Problem requirements:
The lines from the first line of the entries through the line containing "resume a flow." are to be repeated exactly, with both of those lines included.

Supplied information:
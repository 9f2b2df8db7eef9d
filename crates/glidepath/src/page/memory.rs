//! Headless in-memory page.
//!
//! Responsibilities:
//! - Hold elements with document coordinates, optionally scoped to a page path.
//! - Track scroll offset, scroll lock, mounted overlays, live listeners, and
//!   navigation requests so embedders and tests can observe every side effect.
//!
//! Invariants:
//! - Elements scoped to another path are invisible to `query` and `bounding_rect`.
//! - `navigate` switches the current path immediately; the caller still reports
//!   `FlowEvent::PageLoaded` to resume a flow.

use std::collections::BTreeMap;

use super::{ElementId, Listener, ListenerId, OverlayId, Page, Selector, path_of};
use crate::geometry::{Point, Rect, Viewport};
use crate::pointer::OverlayStyle;

#[derive(Debug, Clone)]
struct MemoryElement {
    id: ElementId,
    dom_id: String,
    classes: Vec<String>,
    /// Document coordinates.
    rect: Rect,
    path: Option<String>,
}

/// In-memory `Page` implementation.
#[derive(Debug, Clone)]
pub struct MemoryPage {
    viewport: Viewport,
    scroll: Point,
    path: String,
    scroll_enabled: bool,
    elements: Vec<MemoryElement>,
    overlays: BTreeMap<OverlayId, OverlayStyle>,
    focused_overlay: Option<OverlayId>,
    listeners: BTreeMap<ListenerId, Listener>,
    navigations: Vec<String>,
    next_id: u64,
}

impl MemoryPage {
    /// Create an empty page at `/` with scrolling enabled.
    pub fn new(viewport: Viewport) -> Self {
        Self {
            viewport,
            scroll: Point::default(),
            path: "/".to_string(),
            scroll_enabled: true,
            elements: Vec::new(),
            overlays: BTreeMap::new(),
            focused_overlay: None,
            listeners: BTreeMap::new(),
            navigations: Vec::new(),
            next_id: 1,
        }
    }

    fn next_id(&mut self) -> u64 {
        let id = self.next_id;
        self.next_id += 1;
        id
    }

    /// Add an element visible on every path. `rect` is in document coordinates.
    pub fn add_element(&mut self, dom_id: &str, rect: Rect) -> ElementId {
        self.insert(dom_id, rect, None, Vec::new())
    }

    /// Add an element that only exists while `path` is the current page.
    pub fn add_element_on(&mut self, path: &str, dom_id: &str, rect: Rect) -> ElementId {
        self.insert(dom_id, rect, Some(path_of(path)), Vec::new())
    }

    /// Add an element carrying CSS classes.
    pub fn add_element_with_classes(
        &mut self,
        dom_id: &str,
        classes: &[&str],
        rect: Rect,
    ) -> ElementId {
        let classes = classes.iter().map(|c| c.to_string()).collect();
        self.insert(dom_id, rect, None, classes)
    }

    fn insert(
        &mut self,
        dom_id: &str,
        rect: Rect,
        path: Option<String>,
        classes: Vec<String>,
    ) -> ElementId {
        let id = ElementId(self.next_id());
        self.elements.push(MemoryElement {
            id,
            dom_id: dom_id.to_string(),
            classes,
            rect,
            path,
        });
        id
    }

    /// Remove an element; returns whether it existed.
    pub fn remove_element(&mut self, id: ElementId) -> bool {
        let before = self.elements.len();
        self.elements.retain(|e| e.id != id);
        self.elements.len() != before
    }

    /// Move an element to a new document position.
    pub fn move_element(&mut self, id: ElementId, rect: Rect) {
        if let Some(element) = self.elements.iter_mut().find(|e| e.id == id) {
            element.rect = rect;
        }
    }

    pub fn set_path(&mut self, path: &str) {
        self.path = path_of(path);
    }

    pub fn set_viewport(&mut self, viewport: Viewport) {
        self.viewport = viewport;
    }

    pub fn scroll_offset(&self) -> Point {
        self.scroll
    }

    pub fn set_scroll_offset(&mut self, scroll: Point) {
        self.scroll = scroll;
    }

    /// URLs passed to `navigate`, oldest first.
    pub fn navigations(&self) -> &[String] {
        &self.navigations
    }

    pub fn mounted_overlays(&self) -> usize {
        self.overlays.len()
    }

    pub fn overlay_style(&self, id: OverlayId) -> Option<&OverlayStyle> {
        self.overlays.get(&id)
    }

    pub fn focused_overlay(&self) -> Option<OverlayId> {
        self.focused_overlay
    }

    /// Number of live keyboard listeners.
    pub fn keyboard_listeners(&self) -> usize {
        self.listeners
            .values()
            .filter(|l| matches!(l, Listener::Keyboard))
            .count()
    }

    /// Number of live click listeners on `element`.
    pub fn click_listeners(&self, element: ElementId) -> usize {
        self.listeners
            .values()
            .filter(|l| **l == Listener::Click(element))
            .count()
    }

    /// Total number of live listeners of any kind.
    pub fn listener_count(&self) -> usize {
        self.listeners.len()
    }

    fn visible(&self, element: &MemoryElement) -> bool {
        element.path.as_deref().is_none_or(|p| p == self.path)
    }

    fn element(&self, id: ElementId) -> Option<&MemoryElement> {
        self.elements
            .iter()
            .find(|e| e.id == id && self.visible(e))
    }
}

impl Page for MemoryPage {
    fn viewport(&self) -> Viewport {
        self.viewport
    }

    fn query(&self, selector: &str) -> Option<ElementId> {
        let selector = Selector::parse(selector)?;
        self.elements
            .iter()
            .filter(|e| self.visible(e))
            .find(|e| match &selector {
                Selector::Id(name) => &e.dom_id == name,
                Selector::Class(name) => e.classes.iter().any(|c| c == name),
            })
            .map(|e| e.id)
    }

    fn bounding_rect(&self, element: ElementId) -> Option<Rect> {
        self.element(element)
            .map(|e| e.rect.translate(-self.scroll.x, -self.scroll.y))
    }

    fn scroll_into_view(&mut self, element: ElementId, margin: f64) {
        let Some(rect) = self.element(element).map(|e| e.rect) else {
            return;
        };

        let view = rect.translate(-self.scroll.x, -self.scroll.y);
        if view.top() < 0.0 || view.bottom() > self.viewport.height {
            self.scroll.y = (rect.top() - margin).max(0.0);
        }
        if view.left() < 0.0 || view.right() > self.viewport.width {
            self.scroll.x = (rect.left() - margin).max(0.0);
        }
    }

    fn current_path(&self) -> String {
        self.path.clone()
    }

    fn navigate(&mut self, url: &str) {
        self.navigations.push(url.to_string());
        self.path = path_of(url);
        self.scroll = Point::default();
    }

    fn scroll_enabled(&self) -> bool {
        self.scroll_enabled
    }

    fn set_scroll_enabled(&mut self, enabled: bool) {
        self.scroll_enabled = enabled;
    }

    fn mount_overlay(&mut self, style: &OverlayStyle) -> OverlayId {
        let id = OverlayId(self.next_id());
        self.overlays.insert(id, style.clone());
        id
    }

    fn unmount_overlay(&mut self, overlay: OverlayId) {
        self.overlays.remove(&overlay);
        if self.focused_overlay == Some(overlay) {
            self.focused_overlay = None;
        }
    }

    fn focus_note(&mut self, overlay: OverlayId) {
        if self.overlays.contains_key(&overlay) {
            self.focused_overlay = Some(overlay);
        }
    }

    fn add_listener(&mut self, listener: Listener) -> ListenerId {
        let id = ListenerId(self.next_id());
        self.listeners.insert(id, listener);
        id
    }

    fn remove_listener(&mut self, id: ListenerId) -> bool {
        self.listeners.remove(&id).is_some()
    }
}
//! Configuration loader builder implementation.
//!
//! Responsibilities:
//! - Provide a builder-pattern `ConfigLoader` for hierarchical configuration merging.
//! - Support loading from a config file, environment variables, and direct builder methods.
//! - Build and validate the final `GlidepathConfig`.
//!
//! Invariants / Assumptions:
//! - Field overrides (env vars or builder methods) take precedence over the config file.
//! - When the same field is set twice, the later call wins; callers apply CLI
//!   overrides after `from_env()`.

use std::path::PathBuf;

use super::env::apply_env;
use super::error::ConfigError;
use super::file::apply_file;
use super::validate::validate;
use crate::types::{GlidepathConfig, PointerStyle};

/// Configuration loader that builds config from files and environment variables.
#[derive(Debug, Default)]
pub struct ConfigLoader {
    config_path: Option<PathBuf>,
    file_config: Option<GlidepathConfig>,
    color: Option<String>,
    font_family: Option<String>,
    font_size: Option<String>,
    animation_speed: Option<u64>,
    pointer_size: Option<u32>,
    pointer_style: Option<PointerStyle>,
    keyboard_navigation: Option<bool>,
}

impl ConfigLoader {
    /// Create a new configuration loader.
    pub fn new() -> Self {
        Self::default()
    }

    /// Check if dotenv loading is disabled via environment variable.
    fn dotenv_disabled() -> bool {
        matches!(
            std::env::var("DOTENV_DISABLED").ok().as_deref(),
            Some("true") | Some("1")
        )
    }

    /// Load environment variables from .env file if present.
    ///
    /// If `DOTENV_DISABLED` is set to "true" or "1", the .env file is not loaded.
    /// Missing `.env` files are silently ignored.
    pub fn load_dotenv(self) -> Result<Self, ConfigError> {
        if Self::dotenv_disabled() {
            return Ok(self);
        }

        match dotenvy::dotenv() {
            Ok(_) => Ok(self),
            Err(dotenvy::Error::Io(io_err)) if io_err.kind() == std::io::ErrorKind::NotFound => {
                Ok(self)
            }
            Err(dotenvy::Error::LineParse(_, idx)) => {
                Err(ConfigError::DotenvParse { error_index: idx })
            }
            Err(dotenvy::Error::Io(io_err)) => Err(ConfigError::DotenvIo {
                kind: io_err.kind(),
            }),
            Err(_) => Err(ConfigError::DotenvUnknown),
        }
    }

    /// Override the config file path.
    pub fn with_config_path(mut self, path: PathBuf) -> Self {
        self.config_path = Some(path);
        self
    }

    /// Read configuration from the config file.
    pub fn from_file(mut self) -> Result<Self, ConfigError> {
        apply_file(&mut self)?;
        Ok(self)
    }

    /// Read configuration from environment variables.
    pub fn from_env(mut self) -> Result<Self, ConfigError> {
        apply_env(&mut self)?;
        Ok(self)
    }

    pub fn with_color(mut self, color: String) -> Self {
        self.color = Some(color);
        self
    }

    pub fn with_font_family(mut self, family: String) -> Self {
        self.font_family = Some(family);
        self
    }

    pub fn with_font_size(mut self, size: String) -> Self {
        self.font_size = Some(size);
        self
    }

    pub fn with_animation_speed(mut self, ms: u64) -> Self {
        self.animation_speed = Some(ms);
        self
    }

    pub fn with_pointer_size(mut self, px: u32) -> Self {
        self.pointer_size = Some(px);
        self
    }

    pub fn with_pointer_style(mut self, style: PointerStyle) -> Self {
        self.pointer_style = Some(style);
        self
    }

    pub fn with_keyboard_navigation(mut self, enabled: bool) -> Self {
        self.keyboard_navigation = Some(enabled);
        self
    }

    pub fn config_path(&self) -> Option<&PathBuf> {
        self.config_path.as_ref()
    }

    pub(crate) fn set_config_path(&mut self, path: Option<PathBuf>) {
        self.config_path = path;
    }

    pub(crate) fn set_file_config(&mut self, config: Option<GlidepathConfig>) {
        self.file_config = config;
    }

    pub(crate) fn set_color(&mut self, color: Option<String>) {
        self.color = color;
    }

    pub(crate) fn set_font_family(&mut self, family: Option<String>) {
        self.font_family = family;
    }

    pub(crate) fn set_font_size(&mut self, size: Option<String>) {
        self.font_size = size;
    }

    pub(crate) fn set_animation_speed(&mut self, ms: Option<u64>) {
        self.animation_speed = ms;
    }

    pub(crate) fn set_pointer_size(&mut self, px: Option<u32>) {
        self.pointer_size = px;
    }

    pub(crate) fn set_pointer_style(&mut self, style: Option<PointerStyle>) {
        self.pointer_style = style;
    }

    pub(crate) fn set_keyboard_navigation(&mut self, enabled: Option<bool>) {
        self.keyboard_navigation = enabled;
    }

    /// Merge all sources into the final configuration and validate it.
    pub fn build(self) -> Result<GlidepathConfig, ConfigError> {
        let mut config = self.file_config.unwrap_or_default();

        if let Some(color) = self.color {
            config.pointer.color = color;
        }
        if let Some(family) = self.font_family {
            config.pointer.font_family = family;
        }
        if let Some(size) = self.font_size {
            config.pointer.font_size = size;
        }
        if let Some(ms) = self.animation_speed {
            config.pointer.animation_speed = ms;
        }
        if let Some(px) = self.pointer_size {
            config.pointer.pointer_size = px;
        }
        if let Some(style) = self.pointer_style {
            config.pointer.pointer_style = style;
        }
        if let Some(enabled) = self.keyboard_navigation {
            config.flow.keyboard_navigation = enabled;
        }

        validate(&config)?;
        Ok(config)
    }
}
//! Terminal runtime: raw-mode session guard and the demo host application.

mod demo;
pub mod terminal;

pub use demo::{DemoApp, default_tour};
pub use terminal::TerminalGuard;
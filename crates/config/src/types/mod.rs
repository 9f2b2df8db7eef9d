//! Configuration types for Glidepath.
//!
//! Responsibilities:
//! - Define the pointer appearance, flow behavior, and timing configuration.
//! - Provide defaults for every option so configuration absence is never an error.
//!
//! Does NOT handle:
//! - Loading from files or environment variables (see `loader`).
//! - Rendering (see the `glidepath` crate).

mod flow;
pub(crate) mod pointer;
mod timing;

pub use flow::FlowConfig;
pub use pointer::{PointerConfig, PointerStyle};
pub use timing::Timing;

use serde::{Deserialize, Serialize};

/// Complete configuration for a pointer and the flow that drives it.
#[derive(Debug, Clone, PartialEq, Default, Serialize, Deserialize)]
#[serde(default)]
pub struct GlidepathConfig {
    pub pointer: PointerConfig,
    pub flow: FlowConfig,
    pub timing: Timing,
}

Your response:
repository 9f2b2df8db7eef9d
filename crates/glidepath/src/page/memory.rs
//! Headless in-memory page.
//!
//! Responsibilities:
//! - Hold elements with document coordinates, optionally scoped to a page path.
//! - Track scroll offset, scroll lock, mounted overlays, live listeners, and
//!   navigation requests so embedders and tests can observe every side effect.
//!
//! Invariants:
//! - Elements scoped to another path are invisible to `query` and `bounding_rect`.
//! - `navigate` switches the current path immediately; the caller still reports
//!   `FlowEvent::PageLoaded` to resume a flow.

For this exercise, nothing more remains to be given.